## PROBLEM TO SOLVE:
A verbatim repeat of the records beneath this line is needed.

## RECORDED INFORMATION:
========================================================================
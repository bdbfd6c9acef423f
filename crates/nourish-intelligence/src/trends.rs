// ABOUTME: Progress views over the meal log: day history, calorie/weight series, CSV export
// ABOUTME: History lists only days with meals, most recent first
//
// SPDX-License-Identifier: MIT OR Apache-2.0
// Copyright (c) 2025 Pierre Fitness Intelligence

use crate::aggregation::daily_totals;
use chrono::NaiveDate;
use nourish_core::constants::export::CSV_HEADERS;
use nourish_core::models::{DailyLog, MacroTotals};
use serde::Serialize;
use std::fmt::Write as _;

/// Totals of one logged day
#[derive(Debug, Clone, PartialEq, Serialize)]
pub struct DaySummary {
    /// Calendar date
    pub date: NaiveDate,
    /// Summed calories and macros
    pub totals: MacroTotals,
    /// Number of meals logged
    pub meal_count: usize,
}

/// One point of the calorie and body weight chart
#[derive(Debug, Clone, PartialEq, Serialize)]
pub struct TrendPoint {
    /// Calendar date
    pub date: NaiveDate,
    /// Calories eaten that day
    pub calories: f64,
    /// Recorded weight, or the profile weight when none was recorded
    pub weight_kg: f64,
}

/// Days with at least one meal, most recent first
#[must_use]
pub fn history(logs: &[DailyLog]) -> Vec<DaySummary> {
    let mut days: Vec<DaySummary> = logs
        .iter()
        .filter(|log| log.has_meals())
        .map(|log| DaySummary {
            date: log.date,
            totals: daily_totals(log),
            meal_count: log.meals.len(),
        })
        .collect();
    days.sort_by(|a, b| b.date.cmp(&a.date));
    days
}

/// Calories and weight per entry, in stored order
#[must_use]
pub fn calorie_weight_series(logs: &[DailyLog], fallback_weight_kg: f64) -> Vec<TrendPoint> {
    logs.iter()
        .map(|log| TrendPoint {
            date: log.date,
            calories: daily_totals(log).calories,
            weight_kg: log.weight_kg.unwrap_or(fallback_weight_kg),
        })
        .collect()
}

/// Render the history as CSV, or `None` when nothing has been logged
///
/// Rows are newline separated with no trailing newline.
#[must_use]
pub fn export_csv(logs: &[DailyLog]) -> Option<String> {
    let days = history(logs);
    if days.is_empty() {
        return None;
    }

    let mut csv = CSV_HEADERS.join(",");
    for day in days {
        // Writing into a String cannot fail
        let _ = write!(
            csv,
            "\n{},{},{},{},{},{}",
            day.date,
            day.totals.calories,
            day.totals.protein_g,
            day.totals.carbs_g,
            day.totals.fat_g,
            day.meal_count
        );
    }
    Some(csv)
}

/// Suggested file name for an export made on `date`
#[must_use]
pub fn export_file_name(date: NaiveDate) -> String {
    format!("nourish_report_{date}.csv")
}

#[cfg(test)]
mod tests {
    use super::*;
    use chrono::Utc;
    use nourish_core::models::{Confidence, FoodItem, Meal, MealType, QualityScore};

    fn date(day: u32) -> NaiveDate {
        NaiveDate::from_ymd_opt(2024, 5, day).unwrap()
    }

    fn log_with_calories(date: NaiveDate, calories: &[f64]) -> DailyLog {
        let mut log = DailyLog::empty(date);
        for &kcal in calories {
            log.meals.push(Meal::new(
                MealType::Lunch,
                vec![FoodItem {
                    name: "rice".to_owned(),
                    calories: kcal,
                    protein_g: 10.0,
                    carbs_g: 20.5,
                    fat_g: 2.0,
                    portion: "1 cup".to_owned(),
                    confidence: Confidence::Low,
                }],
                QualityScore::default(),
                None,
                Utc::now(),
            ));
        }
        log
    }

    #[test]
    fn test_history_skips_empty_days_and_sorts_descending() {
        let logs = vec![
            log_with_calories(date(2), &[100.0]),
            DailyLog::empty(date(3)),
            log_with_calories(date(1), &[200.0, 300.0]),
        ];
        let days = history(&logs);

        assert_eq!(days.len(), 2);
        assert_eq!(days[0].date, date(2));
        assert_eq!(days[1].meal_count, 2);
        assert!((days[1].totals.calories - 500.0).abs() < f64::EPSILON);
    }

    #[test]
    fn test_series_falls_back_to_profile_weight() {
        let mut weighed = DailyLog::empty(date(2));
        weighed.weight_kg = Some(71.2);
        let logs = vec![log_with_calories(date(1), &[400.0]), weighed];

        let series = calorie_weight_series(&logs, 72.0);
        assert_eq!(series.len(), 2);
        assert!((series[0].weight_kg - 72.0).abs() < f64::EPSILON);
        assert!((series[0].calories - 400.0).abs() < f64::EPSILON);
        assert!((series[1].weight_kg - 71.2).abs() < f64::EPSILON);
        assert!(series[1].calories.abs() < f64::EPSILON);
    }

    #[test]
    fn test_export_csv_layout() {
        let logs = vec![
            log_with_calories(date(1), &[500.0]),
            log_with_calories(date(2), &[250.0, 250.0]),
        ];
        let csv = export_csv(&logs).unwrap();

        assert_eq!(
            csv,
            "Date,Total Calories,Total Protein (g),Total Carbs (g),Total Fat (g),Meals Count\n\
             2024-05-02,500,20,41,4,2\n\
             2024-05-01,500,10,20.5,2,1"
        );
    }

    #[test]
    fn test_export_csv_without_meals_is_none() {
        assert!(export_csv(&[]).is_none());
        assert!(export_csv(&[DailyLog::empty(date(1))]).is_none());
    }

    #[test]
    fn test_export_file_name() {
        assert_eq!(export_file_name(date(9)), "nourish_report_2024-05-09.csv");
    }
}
========================================================================
## ANSWER BOX:
repository bdbfd6c9acef423f
filename crates/nourish-intelligence/src/trends.rs
// ABOUTME: Progress views over the meal log: day history, calorie/weight series, CSV export
// ABOUTME: History lists only days with meals, most recent first
//
// SPDX-License-Identifier: MIT OR Apache-2.0
// Copyright (c) 2025 Pierre Fitness Intelligence

use crate::aggregation::daily_totals;
use chrono::NaiveDate;
use nourish_core::constants::export::CSV_HEADERS;
use nourish_core::models::{DailyLog, MacroTotals};
use serde::Serialize;
use std::fmt::Write as _;

/// Totals of one logged day
#[derive(Debug, Clone, PartialEq, Serialize)]
pub struct DaySummary {
    /// Calendar date
    pub date: NaiveDate,
    /// Summed calories and macros
    pub totals: MacroTotals,
    /// Number of meals logged
    pub meal_count: usize,
}

/// One point of the calorie and body weight chart
#[derive(Debug, Clone, PartialEq, Serialize)]
pub struct TrendPoint {
    /// Calendar date
    pub date: NaiveDate,
    /// Calories eaten that day
    pub calories: f64,
    /// Recorded weight, or the profile weight when none was recorded
    pub weight_kg: f64,
}

/// Days with at least one meal, most recent first
#[must_use]
pub fn history(logs: &[DailyLog]) -> Vec<DaySummary> {
    let mut days: Vec<DaySummary> = logs
        .iter()
        .filter(|log| log.has_meals())
        .map(|log| DaySummary {
            date: log.date,
            totals: daily_totals(log),
            meal_count: log.meals.len(),
        })
        .collect();
    days.sort_by(|a, b| b.date.cmp(&a.date));
    days
}

/// Calories and weight per entry, in stored order
#[must_use]
pub fn calorie_weight_series(logs: &[DailyLog], fallback_weight_kg: f64) -> Vec<TrendPoint> {
    logs.iter()
        .map(|log| TrendPoint {
            date: log.date,
            calories: daily_totals(log).calories,
            weight_kg: log.weight_kg.unwrap_or(fallback_weight_kg),
        })
        .collect()
}

/// Render the history as CSV, or `None` when nothing has been logged
///
/// Rows are newline separated with no trailing newline.
#[must_use]
pub fn export_csv(logs: &[DailyLog]) -> Option<String> {
    let days = history(logs);
    if days.is_empty() {
        return None;
    }

    let mut csv = CSV_HEADERS.join(",");
    for day in days {
        // Writing into a String cannot fail
        let _ = write!(
            csv,
            "\n{},{},{},{},{},{}",
            day.date,
            day.totals.calories,
            day.totals.protein_g,
            day.totals.carbs_g,
            day.totals.fat_g,
            day.meal_count
        );
    }
    Some(csv)
}

/// Suggested file name for an export made on `date`
#[must_use]
pub fn export_file_name(date: NaiveDate) -> String {
    format!("nourish_report_{date}.csv")
}

#[cfg(test)]
mod tests {
    use super::*;
    use chrono::Utc;
    use nourish_core::models::{Confidence, FoodItem, Meal, MealType, QualityScore};

    fn date(day: u32) -> NaiveDate {
        NaiveDate::from_ymd_opt(2024, 5, day).unwrap()
    }

    fn log_with_calories(date: NaiveDate, calories: &[f64]) -> DailyLog {
        let mut log = DailyLog::empty(date);
        for &kcal in calories {
            log.meals.push(Meal::new(
                MealType::Lunch,
                vec![FoodItem {
                    name: "rice".to_owned(),
                    calories: kcal,
                    protein_g: 10.0,
                    carbs_g: 20.5,
                    fat_g: 2.0,
                    portion: "1 cup".to_owned(),
                    confidence: Confidence::Low,
                }],
                QualityScore::default(),
                None,
                Utc::now(),
            ));
        }
        log
    }

    #[test]
    fn test_history_skips_empty_days_and_sorts_descending() {
        let logs = vec![
            log_with_calories(date(2), &[100.0]),
            DailyLog::empty(date(3)),
            log_with_calories(date(1), &[200.0, 300.0]),
        ];
        let days = history(&logs);

        assert_eq!(days.len(), 2);
        assert_eq!(days[0].date, date(2));
        assert_eq!(days[1].meal_count, 2);
        assert!((days[1].totals.calories - 500.0).abs() < f64::EPSILON);
    }

    #[test]
    fn test_series_falls_back_to_profile_weight() {
        let mut weighed = DailyLog::empty(date(2));
        weighed.weight_kg = Some(71.2);
        let logs = vec![log_with_calories(date(1), &[400.0]), weighed];

        let series = calorie_weight_series(&logs, 72.0);
        assert_eq!(series.len(), 2);
        assert!((series[0].weight_kg - 72.0).abs() < f64::EPSILON);
        assert!((series[0].calories - 400.0).abs() < f64::EPSILON);
        assert!((series[1].weight_kg - 71.2).abs() < f64::EPSILON);
        assert!(series[1].calories.abs() < f64::EPSILON);
    }

    #[test]
    fn test_export_csv_layout() {
        let logs = vec![
            log_with_calories(date(1), &[500.0]),
            log_with_calories(date(2), &[250.0, 250.0]),
        ];
        let csv = export_csv(&logs).unwrap();

        assert_eq!(
            csv,
            "Date,Total Calories,Total Protein (g),Total Carbs (g),Total Fat (g),Meals Count\n\
             2024-05-02,500,20,41,4,2\n\
             2024-05-01,500,10,20.5,2,1"
        );
    }

    #[test]
    fn test_export_csv_without_meals_is_none() {
        assert!(export_csv(&[]).is_none());
        assert!(export_csv(&[DailyLog::empty(date(1))]).is_none());
    }

    #[test]
    fn test_export_file_name() {
        assert_eq!(export_file_name(date(9)), "nourish_report_2024-05-09.csv");
    }
}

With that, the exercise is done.